Work to be completed: Type out each entry exactly.

- - - -

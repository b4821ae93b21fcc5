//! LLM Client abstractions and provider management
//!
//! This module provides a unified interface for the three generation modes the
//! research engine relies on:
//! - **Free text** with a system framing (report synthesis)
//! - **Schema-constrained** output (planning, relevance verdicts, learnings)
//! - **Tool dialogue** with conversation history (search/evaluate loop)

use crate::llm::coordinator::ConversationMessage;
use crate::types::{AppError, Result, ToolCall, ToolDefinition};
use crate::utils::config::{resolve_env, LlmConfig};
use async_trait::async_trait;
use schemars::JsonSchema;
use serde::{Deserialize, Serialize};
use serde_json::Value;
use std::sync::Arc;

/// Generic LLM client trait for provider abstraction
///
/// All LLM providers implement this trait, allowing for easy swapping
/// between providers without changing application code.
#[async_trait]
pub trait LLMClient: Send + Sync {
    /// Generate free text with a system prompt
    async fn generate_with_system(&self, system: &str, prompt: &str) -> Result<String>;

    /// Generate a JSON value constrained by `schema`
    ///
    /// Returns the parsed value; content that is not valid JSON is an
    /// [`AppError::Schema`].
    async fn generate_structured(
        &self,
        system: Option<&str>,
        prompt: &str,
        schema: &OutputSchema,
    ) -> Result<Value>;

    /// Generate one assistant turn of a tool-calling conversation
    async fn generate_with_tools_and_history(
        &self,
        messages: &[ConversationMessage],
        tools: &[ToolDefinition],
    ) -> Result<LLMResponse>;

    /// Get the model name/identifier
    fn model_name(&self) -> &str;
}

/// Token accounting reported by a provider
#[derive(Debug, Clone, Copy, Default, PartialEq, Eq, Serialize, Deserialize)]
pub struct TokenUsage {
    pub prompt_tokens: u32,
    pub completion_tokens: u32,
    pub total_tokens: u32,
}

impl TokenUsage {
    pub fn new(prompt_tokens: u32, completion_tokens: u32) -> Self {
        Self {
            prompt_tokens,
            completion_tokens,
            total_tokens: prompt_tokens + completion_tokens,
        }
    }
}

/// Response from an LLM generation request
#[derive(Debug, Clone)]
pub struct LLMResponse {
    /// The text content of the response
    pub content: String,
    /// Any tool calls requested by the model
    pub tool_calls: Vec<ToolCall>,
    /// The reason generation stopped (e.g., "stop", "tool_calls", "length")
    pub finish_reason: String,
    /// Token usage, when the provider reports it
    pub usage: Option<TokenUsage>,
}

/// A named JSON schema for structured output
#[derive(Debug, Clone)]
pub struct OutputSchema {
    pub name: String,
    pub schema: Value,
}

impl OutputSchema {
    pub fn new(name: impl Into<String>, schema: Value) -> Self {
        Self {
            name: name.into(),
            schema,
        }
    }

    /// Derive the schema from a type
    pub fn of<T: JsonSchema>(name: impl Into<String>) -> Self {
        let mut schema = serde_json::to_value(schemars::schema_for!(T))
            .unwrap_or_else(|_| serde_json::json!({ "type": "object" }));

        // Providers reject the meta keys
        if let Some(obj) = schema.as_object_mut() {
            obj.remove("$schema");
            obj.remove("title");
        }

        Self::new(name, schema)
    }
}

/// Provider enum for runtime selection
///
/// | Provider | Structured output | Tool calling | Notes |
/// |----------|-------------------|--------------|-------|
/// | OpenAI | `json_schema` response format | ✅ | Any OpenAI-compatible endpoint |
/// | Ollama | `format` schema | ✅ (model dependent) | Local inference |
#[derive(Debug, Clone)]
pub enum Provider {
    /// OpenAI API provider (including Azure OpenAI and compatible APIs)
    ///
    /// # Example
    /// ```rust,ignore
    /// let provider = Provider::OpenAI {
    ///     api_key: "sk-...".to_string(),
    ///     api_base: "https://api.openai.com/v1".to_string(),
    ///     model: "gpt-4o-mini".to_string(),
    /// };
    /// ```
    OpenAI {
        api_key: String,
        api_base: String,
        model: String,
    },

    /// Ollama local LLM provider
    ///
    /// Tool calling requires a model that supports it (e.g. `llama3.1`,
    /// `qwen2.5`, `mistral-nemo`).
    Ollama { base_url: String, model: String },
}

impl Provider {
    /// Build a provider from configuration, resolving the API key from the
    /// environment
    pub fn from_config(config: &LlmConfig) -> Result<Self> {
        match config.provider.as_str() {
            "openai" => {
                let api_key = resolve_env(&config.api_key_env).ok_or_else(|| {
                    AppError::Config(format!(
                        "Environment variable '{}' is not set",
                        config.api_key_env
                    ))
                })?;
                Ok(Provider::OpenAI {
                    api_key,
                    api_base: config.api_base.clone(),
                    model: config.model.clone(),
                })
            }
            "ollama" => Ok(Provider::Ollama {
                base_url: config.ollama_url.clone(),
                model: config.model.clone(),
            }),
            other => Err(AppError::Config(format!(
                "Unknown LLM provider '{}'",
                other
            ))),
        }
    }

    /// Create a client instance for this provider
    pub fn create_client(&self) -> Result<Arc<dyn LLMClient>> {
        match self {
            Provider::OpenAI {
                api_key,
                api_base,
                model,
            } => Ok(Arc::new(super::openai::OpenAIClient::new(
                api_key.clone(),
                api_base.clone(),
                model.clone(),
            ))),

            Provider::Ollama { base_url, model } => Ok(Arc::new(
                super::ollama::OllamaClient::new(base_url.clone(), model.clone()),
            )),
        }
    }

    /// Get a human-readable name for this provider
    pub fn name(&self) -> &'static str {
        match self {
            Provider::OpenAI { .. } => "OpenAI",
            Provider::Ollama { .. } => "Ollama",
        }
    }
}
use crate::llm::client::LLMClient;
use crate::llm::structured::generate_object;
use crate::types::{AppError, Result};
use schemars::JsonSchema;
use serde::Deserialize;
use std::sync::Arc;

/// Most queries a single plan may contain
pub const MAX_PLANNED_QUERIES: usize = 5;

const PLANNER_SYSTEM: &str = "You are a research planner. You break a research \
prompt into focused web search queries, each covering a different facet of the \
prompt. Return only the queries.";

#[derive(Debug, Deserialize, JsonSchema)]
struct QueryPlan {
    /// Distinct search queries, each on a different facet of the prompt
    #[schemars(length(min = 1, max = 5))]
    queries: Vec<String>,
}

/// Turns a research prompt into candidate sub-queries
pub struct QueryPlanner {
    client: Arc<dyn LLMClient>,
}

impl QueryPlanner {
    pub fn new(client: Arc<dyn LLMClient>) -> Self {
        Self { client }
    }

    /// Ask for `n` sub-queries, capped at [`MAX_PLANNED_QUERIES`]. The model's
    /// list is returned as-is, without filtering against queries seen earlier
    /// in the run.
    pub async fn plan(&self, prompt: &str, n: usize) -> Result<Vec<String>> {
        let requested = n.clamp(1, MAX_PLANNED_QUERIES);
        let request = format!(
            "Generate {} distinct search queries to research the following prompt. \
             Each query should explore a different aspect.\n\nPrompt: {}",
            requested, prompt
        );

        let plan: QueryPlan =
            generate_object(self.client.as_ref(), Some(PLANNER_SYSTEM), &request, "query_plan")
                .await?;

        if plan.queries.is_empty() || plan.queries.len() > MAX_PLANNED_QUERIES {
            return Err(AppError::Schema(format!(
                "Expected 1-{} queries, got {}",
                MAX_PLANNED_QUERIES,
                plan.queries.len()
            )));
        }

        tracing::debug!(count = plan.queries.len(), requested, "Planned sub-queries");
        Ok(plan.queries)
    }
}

- - - -

Result:
repository b4821ae93b21fcc5
//! LLM Client abstractions and provider management
//!
//! This module provides a unified interface for the three generation modes the
//! research engine relies on:
//! - **Free text** with a system framing (report synthesis)
//! - **Schema-constrained** output (planning, relevance verdicts, learnings)
//! - **Tool dialogue** with conversation history (search/evaluate loop)

use crate::llm::coordinator::ConversationMessage;
use crate::types::{AppError, Result, ToolCall, ToolDefinition};
use crate::utils::config::{resolve_env, LlmConfig};
use async_trait::async_trait;
use schemars::JsonSchema;
use serde::{Deserialize, Serialize};
use serde_json::Value;
use std::sync::Arc;

/// Generic LLM client trait for provider abstraction
///
/// All LLM providers implement this trait, allowing for easy swapping
/// between providers without changing application code.
#[async_trait]
pub trait LLMClient: Send + Sync {
    /// Generate free text with a system prompt
    async fn generate_with_system(&self, system: &str, prompt: &str) -> Result<String>;

    /// Generate a JSON value constrained by `schema`
    ///
    /// Returns the parsed value; content that is not valid JSON is an
    /// [`AppError::Schema`].
    async fn generate_structured(
        &self,
        system: Option<&str>,
        prompt: &str,
        schema: &OutputSchema,
    ) -> Result<Value>;

    /// Generate one assistant turn of a tool-calling conversation
    async fn generate_with_tools_and_history(
        &self,
        messages: &[ConversationMessage],
        tools: &[ToolDefinition],
    ) -> Result<LLMResponse>;

    /// Get the model name/identifier
    fn model_name(&self) -> &str;
}

/// Token accounting reported by a provider
#[derive(Debug, Clone, Copy, Default, PartialEq, Eq, Serialize, Deserialize)]
pub struct TokenUsage {
    pub prompt_tokens: u32,
    pub completion_tokens: u32,
    pub total_tokens: u32,
}

impl TokenUsage {
    pub fn new(prompt_tokens: u32, completion_tokens: u32) -> Self {
        Self {
            prompt_tokens,
            completion_tokens,
            total_tokens: prompt_tokens + completion_tokens,
        }
    }
}

/// Response from an LLM generation request
#[derive(Debug, Clone)]
pub struct LLMResponse {
    /// The text content of the response
    pub content: String,
    /// Any tool calls requested by the model
    pub tool_calls: Vec<ToolCall>,
    /// The reason generation stopped (e.g., "stop", "tool_calls", "length")
    pub finish_reason: String,
    /// Token usage, when the provider reports it
    pub usage: Option<TokenUsage>,
}

/// A named JSON schema for structured output
#[derive(Debug, Clone)]
pub struct OutputSchema {
    pub name: String,
    pub schema: Value,
}

impl OutputSchema {
    pub fn new(name: impl Into<String>, schema: Value) -> Self {
        Self {
            name: name.into(),
            schema,
        }
    }

    /// Derive the schema from a type
    pub fn of<T: JsonSchema>(name: impl Into<String>) -> Self {
        let mut schema = serde_json::to_value(schemars::schema_for!(T))
            .unwrap_or_else(|_| serde_json::json!({ "type": "object" }));

        // Providers reject the meta keys
        if let Some(obj) = schema.as_object_mut() {
            obj.remove("$schema");
            obj.remove("title");
        }

        Self::new(name, schema)
    }
}

/// Provider enum for runtime selection
///
/// | Provider | Structured output | Tool calling | Notes |
/// |----------|-------------------|--------------|-------|
/// | OpenAI | `json_schema` response format | ✅ | Any OpenAI-compatible endpoint |
/// | Ollama | `format` schema | ✅ (model dependent) | Local inference |
#[derive(Debug, Clone)]
pub enum Provider {
    /// OpenAI API provider (including Azure OpenAI and compatible APIs)
    ///
    /// # Example
    /// ```rust,ignore
    /// let provider = Provider::OpenAI {
    ///     api_key: "sk-...".to_string(),
    ///     api_base: "https://api.openai.com/v1".to_string(),
    ///     model: "gpt-4o-mini".to_string(),
    /// };
    /// ```
    OpenAI {
        api_key: String,
        api_base: String,
        model: String,
    },

    /// Ollama local LLM provider
    ///
    /// Tool calling requires a model that supports it (e.g. `llama3.1`,
    /// `qwen2.5`, `mistral-nemo`).
    Ollama { base_url: String, model: String },
}

impl Provider {
    /// Build a provider from configuration, resolving the API key from the
    /// environment
    pub fn from_config(config: &LlmConfig) -> Result<Self> {
        match config.provider.as_str() {
            "openai" => {
                let api_key = resolve_env(&config.api_key_env).ok_or_else(|| {
                    AppError::Config(format!(
                        "Environment variable '{}' is not set",
                        config.api_key_env
                    ))
                })?;
                Ok(Provider::OpenAI {
                    api_key,
                    api_base: config.api_base.clone(),
                    model: config.model.clone(),
                })
            }
            "ollama" => Ok(Provider::Ollama {
                base_url: config.ollama_url.clone(),
                model: config.model.clone(),
            }),
            other => Err(AppError::Config(format!(
                "Unknown LLM provider '{}'",
                other
            ))),
        }
    }

    /// Create a client instance for this provider
    pub fn create_client(&self) -> Result<Arc<dyn LLMClient>> {
        match self {
            Provider::OpenAI {
                api_key,
                api_base,
                model,
            } => Ok(Arc::new(super::openai::OpenAIClient::new(
                api_key.clone(),
                api_base.clone(),
                model.clone(),
            ))),

            Provider::Ollama { base_url, model } => Ok(Arc::new(
                super::ollama::OllamaClient::new(base_url.clone(), model.clone()),
            )),
        }
    }

    /// Get a human-readable name for this provider
    pub fn name(&self) -> &'static str {
        match self {
            Provider::OpenAI { .. } => "OpenAI",
            Provider::Ollama { .. } => "Ollama",
        }
    }
}
use crate::llm::client::LLMClient;
use crate::llm::structured::generate_object;
use crate::types::{AppError, Result};
use schemars::JsonSchema;
use serde::Deserialize;
use std::sync::Arc;

/// Most queries a single plan may contain
pub const MAX_PLANNED_QUERIES: usize = 5;

const PLANNER_SYSTEM: &str = "You are a research planner. You break a research \
prompt into focused web search queries, each covering a different facet of the \
prompt. Return only the queries.";

#[derive(Debug, Deserialize, JsonSchema)]
struct QueryPlan {
    /// Distinct search queries, each on a different facet of the prompt
    #[schemars(length(min = 1, max = 5))]
    queries: Vec<String>,
}

/// Turns a research prompt into candidate sub-queries
pub struct QueryPlanner {
    client: Arc<dyn LLMClient>,
}

impl QueryPlanner {
    pub fn new(client: Arc<dyn LLMClient>) -> Self {
        Self { client }
    }

    /// Ask for `n` sub-queries, capped at [`MAX_PLANNED_QUERIES`]. The model's
    /// list is returned as-is, without filtering against queries seen earlier
    /// in the run.
    pub async fn plan(&self, prompt: &str, n: usize) -> Result<Vec<String>> {
        let requested = n.clamp(1, MAX_PLANNED_QUERIES);
        let request = format!(
            "Generate {} distinct search queries to research the following prompt. \
             Each query should explore a different aspect.\n\nPrompt: {}",
            requested, prompt
        );

        let plan: QueryPlan =
            generate_object(self.client.as_ref(), Some(PLANNER_SYSTEM), &request, "query_plan")
                .await?;

        if plan.queries.is_empty() || plan.queries.len() > MAX_PLANNED_QUERIES {
            return Err(AppError::Schema(format!(
                "Expected 1-{} queries, got {}",
                MAX_PLANNED_QUERIES,
                plan.queries.len()
            )));
        }

        tracing::debug!(count = plan.queries.len(), requested, "Planned sub-queries");
        Ok(plan.queries)
    }
}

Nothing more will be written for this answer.